走幅跳や三段跳で、着地後に砂場から出る方法にもルールがあります。
第185条
2. 着地場所を離れる際、競技者の足が砂場との境界線上または砂場外の地面へ最初に触れる位置は踏切線に最も近い痕跡よりも踏切線より遠くなくてはならない。 〔参照 第185条1⒡〕
これが砂場から出る方法のルールです。
踏切線に最も近い痕跡とは着地した足に限らず、足より後方(踏切板寄り)にお尻や手をつくなど身体の一部が砂場に触れてその跡が残る位置を示します。
ナンバーカードが触れ跡が残った場合も含まれます(そのため跳躍競技の競技者は、背または胸につけるだけでもよいというナンバーカードに関するルールがあります)。
この痕跡よりも踏切線より遠く、つまり踏切板寄りではない前方から砂場を出なければならないということです。
次の図がそのイメージ(楕円が踏切線に最も近い痕跡、〇はOK、×はNG)
ではこのように出なければ?
これに関するルール、
第185条
1. つぎのような場合は無効試技とする。
⒡ 第185条2に定める以外の方法で着地場を離れた場合。
つまり、正しい出方を行わなければ無効試技になるのです。
更に別のルールに、
試技の完了
審判員は、試技が完全に完了するまでは有効を示す白旗を挙げてはならない。

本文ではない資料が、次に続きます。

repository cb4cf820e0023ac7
use axum::extract::State;
use axum::http::StatusCode;
use axum::Json;
use serde::Deserialize;
use serde::Serialize;

use super::ApiError;
use super::ApiSuccess;
use crate::domain::movie::models::MovieId;
use crate::domain::review::errors::ReviewError;
use crate::domain::review::models::Rating;
use crate::domain::review::models::Review;
use crate::domain::review::models::ReviewDraft;
use crate::inbound::http::router::AppState;
use crate::user::models::UserId;

pub async fn create_review(
    State(state): State<AppState>,
    Json(body): Json<ReviewRequest>,
) -> Result<ApiSuccess<ReviewData>, ApiError> {
    state
        .review_service
        .create_review(body.try_into_draft()?)
        .await
        .map_err(ApiError::from)
        .map(|ref review| ApiSuccess::new(StatusCode::CREATED, review.into()))
}

/// Review body shared by create and replace.
#[derive(Debug, Clone, PartialEq, Deserialize)]
pub struct ReviewRequest {
    user_id: String,
    movie_id: String,
    rating: f64,
    #[serde(default)]
    comment: Option<String>,
}

impl ReviewRequest {
    pub fn try_into_draft(self) -> Result<ReviewDraft, ReviewError> {
        Ok(ReviewDraft {
            user_id: UserId::from_string(&self.user_id)?,
            movie_id: MovieId::from_string(&self.movie_id)?,
            rating: Rating::new(self.rating)?,
            comment: self.comment,
        })
    }
}

#[derive(Debug, Clone, PartialEq, Serialize)]
pub struct ReviewData {
    pub id: String,
    pub user_id: String,
    pub movie_id: String,
    pub rating: f64,
    pub comment: Option<String>,
}

impl From<&Review> for ReviewData {
    fn from(review: &Review) -> Self {
        Self {
            id: review.id.to_string(),
            user_id: review.user_id.to_string(),
            movie_id: review.movie_id.to_string(),
            rating: review.rating.value(),
            comment: review.comment.clone(),
        }
    }
}
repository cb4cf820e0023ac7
pub mod repositories;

試技完了は以下に基づいて決定される。
⒝ 長さの跳躍の場合、第185条2に基づき審判員が、競技者が着地場所から離れたことを確認した際、有効が決定される。
という記述があります。
砂場から出るまで試技中なのです。
この砂場からの出方、初心者がよく誤ることですので、「出るのは砂場の前方」(上図の〇の方向)と習慣となるまで教えてあげましょう。
この出方をきちんと行わず無効試技となった日本のトップアスリートがいます。日本陸上競技選手権大会でのことです。その前の跳躍は異なる理由による無効試技、最終跳躍が砂場の出方を誤ったための無効試技、全て無効試技で記録なしとなりました。
この選手、その前の試技や他の競技会でも着地点の直ぐ横から砂場に出るような動きを行うことが多かったようです。
正しい習慣が身についていなかったのでしょう。
ルールを知り、きちんと守って競技にのぞみましょう。